En la cara de Roberto vi lo que quiero sentir en el público. Levantó su copa para obligarme a hacer una pausa. Bebí sin dejar de pensar en la invocación.

El calor del vino me calmó un poco. Traté de explicarme: a través de siglos muy convencionales se ha leído unsex me como una petición ortodoxa y para todo público: el natural femenino de lady Macbeth, inclinado a la compasión y a la culpa, ha de ser reemplazado por la crueldad indispensable a quien ha de asesinar a Duncan, alguien que según este pasaje ya no será mujer pero tampoco necesariamente hombre, sino un ser (unsexed) convocado por la magia. Que esta transformación no será sólo espiritual, sino física, se establece cuando suplica que la leche de sus pechos se convierta en hiel. Dos líneas antes la señora de Cawdor se refiere a la sangre: make thick my blood puede ser aplaudido por cualquier espectador del Globe como una metáfora más o menos obvia de la insensibilidad moral. Pero la sangre se hace más espesa cuando se acerca la menopausia: se llena de coágulos, fluye más lenta y más impredecible, más escasa. Lady Macbeth se aproxima a las brujas, empieza a parecerse a ellas a medida que describe este cuerpo post-sexual. La súplica adquiere un sentido más corpóreo:

make thick my blood,

Stop up the access and passage to remorse,

That no compunctious visitings of nature

Shake my fell purpose,

Cómo se notan aquí las tachaduras de Will, el agregado del remordimiento y la compunción a estas visitas de la naturaleza, potencialmente debilitadoras, que deben interrumpirse si la sangre se hace más espesa, si se bloquea el acceso y el pasaje del sexo y el nacimiento, este canal que atraviesan los nacidos de mujer pero jamás fue cruzado por el vengador Macduff, cuya figura empieza a insinuarse desde aquí. Lady Macbeth cambia su cuerpo femenino por otro capaz de moldear al destino. Ya no será esposa de un thane ni le dará hijos: es emisaria del mundo gestado en el caldero de las videntes.

La próxima escena seguirá enriqueciéndose en cada función. Estoy segura. Roberto empezó a añadir detalles, imaginando su caracterización del asesino. La muerte de Duncan no será un vulgar crimen por ambición, sino un ritual para marcar el pasaje del ama de casa a la guerrera. El marido cumple aquí funciones indispensables, pero secundarias. Es Lady Macbeth quien planea, decide y se obstina para no desistir; que él obedece designios superiores es evidente cuando trata de asir una daga alucinatoria, una flecha que señala la dirección de sus pasos: su destino.

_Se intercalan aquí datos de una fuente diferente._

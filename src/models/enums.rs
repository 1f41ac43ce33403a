//! Shared domain enums (ReCollect controlled vocabularies)

// ---------------------------------------------------------------------------
// AccessStatus
// ---------------------------------------------------------------------------

/// Canonical access status for a catalogue record
#[derive(Debug, Clone, Copy, PartialEq, Eq, Default)]
pub enum AccessStatus {
    Open,
    Closed,
    Restricted,
    PartRestricted,
    #[default]
    NotDetermined,
}

impl AccessStatus {
    /// Map a matched access keyword to a status
    pub fn from_keyword(keyword: &str) -> Self {
        match keyword.to_lowercase().as_str() {
            "open" => AccessStatus::Open,
            "closed" => AccessStatus::Closed,
            "restricted" => AccessStatus::Restricted,
            "part restricted" | "part-restricted" => AccessStatus::PartRestricted,
            _ => AccessStatus::NotDetermined,
        }
    }

    pub fn as_str(&self) -> &'static str {
        match self {
            AccessStatus::Open => "Open for public access",
            AccessStatus::Closed => "Closed for public access",
            AccessStatus::Restricted => "Access restrictions apply",
            AccessStatus::PartRestricted => "Access restrictions apply for some items",
            AccessStatus::NotDetermined => "Access not determined",
        }
    }
}

impl std::fmt::Display for AccessStatus {
    fn fmt(&self, f: &mut std::fmt::Formatter<'_>) -> std::fmt::Result {
        write!(f, "{}", self.as_str())
    }
}

// ---------------------------------------------------------------------------
// CopyrightStatus
// ---------------------------------------------------------------------------

/// Copyright label guessed from usage restriction text
#[derive(Debug, Clone, Copy, PartialEq, Eq)]
pub enum CopyrightStatus {
    PublicDomain,
    UniversityCopyright,
    PublicationRightsGranted,
    InCopyright,
    OrphanWork,
}

impl CopyrightStatus {
    pub fn as_str(&self) -> &'static str {
        match self {
            CopyrightStatus::PublicDomain => "Public domain",
            CopyrightStatus::UniversityCopyright => "University copyright",
            CopyrightStatus::PublicationRightsGranted => "In copyright - publication rights granted",
            CopyrightStatus::InCopyright => "In copyright",
            CopyrightStatus::OrphanWork => "Orphan work",
        }
    }
}

impl std::fmt::Display for CopyrightStatus {
    fn fmt(&self, f: &mut std::fmt::Formatter<'_>) -> std::fmt::Result {
        write!(f, "{}", self.as_str())
    }
}

// ---------------------------------------------------------------------------
// PublicationStatus
// ---------------------------------------------------------------------------

/// Whether a migrated node is published
#[derive(Debug, Clone, Copy, PartialEq, Eq)]
pub enum PublicationStatus {
    Public,
    NotForPublication,
    Review,
}

impl PublicationStatus {
    pub fn as_str(&self) -> &'static str {
        match self {
            PublicationStatus::Public => "Public",
            PublicationStatus::NotForPublication => "Not for publication",
            PublicationStatus::Review => "Review",
        }
    }
}

impl std::fmt::Display for PublicationStatus {
    fn fmt(&self, f: &mut std::fmt::Formatter<'_>) -> std::fmt::Result {
        write!(f, "{}", self.as_str())
    }
}

// ---------------------------------------------------------------------------
// HierarchyLevel
// ---------------------------------------------------------------------------

/// EADLevelAttribute values that matter for migration
#[derive(Debug, Clone, PartialEq, Eq)]
pub enum HierarchyLevel {
    Series,
    Item,
    Acquisition,
    Consolidation,
    MultipleItems,
    Unit,
    Other(String),
}

impl From<&str> for HierarchyLevel {
    fn from(v: &str) -> Self {
        match v.trim().to_lowercase().as_str() {
            "series" => HierarchyLevel::Series,
            "item" => HierarchyLevel::Item,
            "acquisition" => HierarchyLevel::Acquisition,
            "consolidation" => HierarchyLevel::Consolidation,
            "multiple items" => HierarchyLevel::MultipleItems,
            "unit" => HierarchyLevel::Unit,
            other => HierarchyLevel::Other(other.to_string()),
        }
    }
}

impl HierarchyLevel {
    /// Acquisitions and consolidations are both accessions in ReCollect
    pub fn is_accession(&self) -> bool {
        matches!(self, HierarchyLevel::Acquisition | HierarchyLevel::Consolidation)
    }
}

// ---------------------------------------------------------------------------
// Template
// ---------------------------------------------------------------------------

/// Presentation template chosen for a catalogue item
#[derive(Debug, Clone, Copy, PartialEq, Eq)]
pub enum ItemTemplate {
    Item,
    Image,
    Plan,
    Poster,
    MovingImage,
    Sound,
    Document,
    MultipleItems,
    LegacyAsset,
}

impl ItemTemplate {
    /// Template name as used for the template file stem
    pub fn as_str(&self) -> &'static str {
        match self {
            ItemTemplate::Item => "item",
            ItemTemplate::Image => "image",
            ItemTemplate::Plan => "plan",
            ItemTemplate::Poster => "poster",
            ItemTemplate::MovingImage => "moving-image",
            ItemTemplate::Sound => "sound",
            ItemTemplate::Document => "document",
            ItemTemplate::MultipleItems => "multiple-items",
            ItemTemplate::LegacyAsset => "legacy-asset",
        }
    }
}

impl std::fmt::Display for ItemTemplate {
    fn fmt(&self, f: &mut std::fmt::Formatter<'_>) -> std::fmt::Result {
        write!(f, "{}", self.as_str())
    }
}
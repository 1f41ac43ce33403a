//! EMu audit log index
//!
//! The audit export is a CSV (usually UTF-16LE) with one row per change,
//! keyed by the record's irn in the `AudKey` column.

use std::collections::HashMap;
use std::path::{Path, PathBuf};

use crate::error::{AppError, AppResult};

/// Column holding the audited record's irn
pub const AUDIT_KEY: &str = "AudKey";

/// Audit rows grouped by record irn
#[derive(Debug, Clone, Default)]
pub struct AuditLogIndex {
    fieldnames: Vec<String>,
    entries: HashMap<String, Vec<Vec<String>>>,
}

impl AuditLogIndex {
    /// Load an audit export from disk
    pub fn load(path: &Path) -> AppResult<Self> {
        let bytes = std::fs::read(path)?;
        let index = Self::from_text(&decode_text(&bytes))?;
        tracing::info!(
            "Loaded audit log {} ({} records)",
            path.display(),
            index.entries.len()
        );
        Ok(index)
    }

    pub fn from_text(text: &str) -> AppResult<Self> {
        let mut reader = csv::ReaderBuilder::new()
            .flexible(true)
            .from_reader(text.as_bytes());
        let fieldnames: Vec<String> = reader.headers()?.iter().map(String::from).collect();
        let key_column = fieldnames
            .iter()
            .position(|f| f == AUDIT_KEY)
            .ok_or_else(|| AppError::Validation(format!("audit log has no {} column", AUDIT_KEY)))?;

        let mut entries: HashMap<String, Vec<Vec<String>>> = HashMap::new();
        for record in reader.records() {
            let record = record?;
            let Some(key) = record.get(key_column) else {
                continue;
            };
            entries
                .entry(key.to_string())
                .or_default()
                .push(record.iter().map(String::from).collect());
        }

        Ok(Self { fieldnames, entries })
    }

    pub fn fieldnames(&self) -> &[String] {
        &self.fieldnames
    }

    /// Change entries for one record, oldest first
    pub fn entries_for(&self, irn: &str) -> &[Vec<String>] {
        self.entries.get(irn).map(Vec::as_slice).unwrap_or(&[])
    }

    /// Write `<irn>.csv` with the record's audit trail, if it has one
    pub fn write_record_log(&self, irn: &str, out_dir: &Path) -> AppResult<Option<PathBuf>> {
        let rows = self.entries_for(irn);
        if rows.is_empty() {
            return Ok(None);
        }
        let path = out_dir.join(format!("{}.csv", irn));
        let mut writer = csv::Writer::from_path(&path)?;
        writer.write_record(&self.fieldnames)?;
        for row in rows {
            writer.write_record(row)?;
        }
        writer.flush()?;
        Ok(Some(path))
    }
}

/// Decode an export that may be UTF-16 (with or without BOM) or UTF-8
pub fn decode_text(bytes: &[u8]) -> String {
    let utf16 = |body: &[u8], little: bool| -> String {
        let units: Vec<u16> = body
            .chunks_exact(2)
            .map(|pair| {
                if little {
                    u16::from_le_bytes([pair[0], pair[1]])
                } else {
                    u16::from_be_bytes([pair[0], pair[1]])
                }
            })
            .collect();
        String::from_utf16_lossy(&units)
    };

    match bytes {
        [0xFF, 0xFE, rest @ ..] => utf16(rest, true),
        [0xFE, 0xFF, rest @ ..] => utf16(rest, false),
        [0xEF, 0xBB, 0xBF, rest @ ..] => String::from_utf8_lossy(rest).into_owned(),
        [first, 0, ..] if *first != 0 => utf16(bytes, true),
        _ => String::from_utf8_lossy(bytes).into_owned(),
    }
}
//! Record converters
//!
//! Each converter turns one EMu record into one row and names the template
//! the row belongs to. Converters are pure apart from the asset lookups done
//! through an [`AssetResolver`](crate::services::assets::AssetResolver).

pub mod agent;
pub mod agreement;
pub mod item;
pub mod recordset;
pub mod unit;

pub use agent::convert_agent;
pub use agreement::convert_agreement;
pub use item::convert_item;
pub use recordset::{convert_recordset, create_accession, update_accession};
pub use unit::convert_unit;

use crate::models::Row;

/// A converted record and its target template
#[derive(Debug, Clone, PartialEq, Eq)]
pub struct Converted {
    pub template: String,
    pub row: Row,
}
//! Contributor and provenance split

use crate::emu::EmuRecord;
use crate::models::row::GROUP_DELIMITER;
use crate::models::Row;

/// Repeating group of related parties and their relationship
pub const RELATED_PARTIES: &str = "contributors";
/// Originating parties
pub const ORIGINATION: &str = "EADOriginationRef_tab";

/// Relationships that make a party a record creator
pub const CREATOR_ROLES: [&str; 7] = [
    "artist",
    "architect",
    "creator",
    "author",
    "director",
    "photographer",
    "producer",
];

pub const PROVENANCE_ROLE: &str = "Provenance";

/// Whether a relationship denotes a creator (plural forms included)
pub fn is_creator_role(role: &str) -> bool {
    let role = role.trim().to_lowercase();
    let role = role.strip_suffix('s').unwrap_or(&role);
    CREATOR_ROLES.contains(&role)
}

/// `(name, role)` pairs split into creators and other contributors
#[derive(Debug, Clone, Default, PartialEq, Eq)]
pub struct Credits {
    pub provenance: Vec<(String, String)>,
    pub contributors: Vec<(String, String)>,
}

impl Credits {
    pub fn from_record(record: &EmuRecord, genre_terms: &[String]) -> Self {
        let is_photograph = genre_terms.iter().any(|t| t.contains("photograph"));
        let mut credits = Self::default();

        let parties = record.find_in_group(RELATED_PARTIES, &["AssRelatedPartiesRelationship", "NamCitedName"]);
        for party in parties {
            let Some(name) = party.get("NamCitedName").cloned().flatten() else {
                tracing::warn!("Related party without a name on record {}", record.irn().unwrap_or("?"));
                continue;
            };
            let role = match party.get("AssRelatedPartiesRelationship").cloned().flatten() {
                Some(role) => role,
                None if is_photograph => "Photographer".to_string(),
                None => String::new(),
            };
            if is_creator_role(&role) {
                credits.provenance.push((name, role));
            } else {
                credits.contributors.push((name, role));
            }
        }

        for origin in record.find_in_group(ORIGINATION, &["NamCitedName"]) {
            let Some(name) = origin.get("NamCitedName").cloned().flatten() else {
                continue;
            };
            if !credits.provenance.iter().any(|(n, _)| *n == name) {
                credits.provenance.push((name, PROVENANCE_ROLE.to_string()));
            }
        }
        credits
    }

    pub fn apply(&self, row: &mut Row) {
        row.set("###Provenance", join_pairs(&self.provenance));
        row.set("###Contributor", join_pairs(&self.contributors));
    }
}

fn join_pairs(pairs: &[(String, String)]) -> String {
    pairs
        .iter()
        .map(|(name, role)| format!("{}|{}", name, role))
        .collect::<Vec<_>>()
        .join(GROUP_DELIMITER)
}
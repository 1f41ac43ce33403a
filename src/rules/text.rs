//! Free-text helpers: titles, slugs, padded storage names

use once_cell::sync::Lazy;
use regex::{Captures, Regex};
use unicode_normalization::UnicodeNormalization;

/// Titles longer than this are shortened
pub const TITLE_LIMIT: usize = 256;
/// Shortened titles are cut at the first space from this position
pub const TITLE_CUT: usize = 140;

static UNIT_NUMBER: Lazy<Regex> =
    Lazy::new(|| Regex::new(r"(?i)(unit|album) (\d+)").expect("valid unit pattern"));
static DIGITS: Lazy<Regex> = Lazy::new(|| Regex::new(r"\d+").expect("valid digits pattern"));
static NON_SLUG: Lazy<Regex> = Lazy::new(|| Regex::new(r"[^\w\s-]").expect("valid slug pattern"));
static SLUG_GAPS: Lazy<Regex> = Lazy::new(|| Regex::new(r"[-\s]+").expect("valid gap pattern"));

/// Shorten an over-long title. Returns `(title, full_title)`; the full title
/// is empty when no shortening was needed.
pub fn shorten_title(text: &str) -> (String, String) {
    let chars: Vec<char> = text.chars().collect();
    if chars.len() <= TITLE_LIMIT {
        return (text.to_string(), String::new());
    }
    let cut = chars[TITLE_CUT..]
        .iter()
        .position(|c| *c == ' ')
        .map(|offset| TITLE_CUT + offset)
        .unwrap_or(TITLE_CUT);
    let short: String = chars[..cut].iter().collect();
    (format!("{}...", short), text.to_string())
}

/// ASCII, lowercase, dash-separated form of a value for file names
pub fn slugify(value: &str) -> String {
    let ascii: String = value.nfkd().filter(char::is_ascii).collect();
    let cleaned = NON_SLUG.replace_all(&ascii.to_lowercase(), "").into_owned();
    SLUG_GAPS
        .replace_all(&cleaned, "-")
        .trim_matches(|c| c == '-' || c == '_')
        .to_string()
}

/// Join the non-empty values, or `None` if there are none
pub fn concat_fields(fields: &[Option<&str>], sep: &str) -> Option<String> {
    let parts: Vec<&str> = fields
        .iter()
        .flatten()
        .copied()
        .filter(|s| !s.is_empty())
        .collect();
    if parts.is_empty() {
        None
    } else {
        Some(parts.join(sep))
    }
}

/// Zero-pad unit and album numbers to four digits (`Unit 12` -> `Unit 0012`)
pub fn pad_unit_name(name: &str) -> String {
    UNIT_NUMBER
        .replace_all(name, |c: &Captures| format!("{} {:0>4}", &c[1], &c[2]))
        .into_owned()
}

/// Zero-pad every number in a location code to two digits
pub fn pad_location_code(code: &str) -> String {
    DIGITS
        .replace_all(code, |c: &Captures| format!("{:0>2}", &c[0]))
        .into_owned()
}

Deberías parir sólo varones, dirá más tarde. Roberto y yo imaginamos la ironía de Judith, las correcciones bien intencionadas o vanidosas de Will, escenas en que ese comentario sonaría patético o amargo, descripciones de la soberana. Todo irá anudándose hasta que ella o yo nos alcemos en el centro del escenario y me despoje de la ropa que me ha atado a funciones subalternas; al embadurnarme con la sangre del rey anuncio que esa mujer no volverá a menstruar. ¿Tachó Will el momento en que ella se ceñía la corona frente a las brujas, antes de ponerse un vestido negro? ¿Con qué gestos saludaban esa consagración; qué parlamentos se han perdido?

Roberto me interrumpió: cómo no pensar en la reina virgen, muerta poco antes sin haber parido un heredero. Todo este drama en torno a la maternidad negada y al poder debe haber sido muy actual. Nos miramos sobre las tazas de café, imaginando una nueva lectura, una Judith hasta entonces desconocida. Las manos ensangrentadas de Lady Macbeth podrían haberse convertido en un panfleto o en una denuncia inconveniente. ¿De verdad Judith suprimía las escenas sobre la posteridad de Banquo por ignorancia de la política, o bien denunciaba conspiraciones y asesinatos recientes? ¿Hablaba por un partido opositor? La hipótesis de su suicidio para evadir un embarazo nos pareció limitada, casi humillante. Qué poco sabemos de su vida, qué huellas ha dejado por ahí, cuántos mensajes leídos a medias.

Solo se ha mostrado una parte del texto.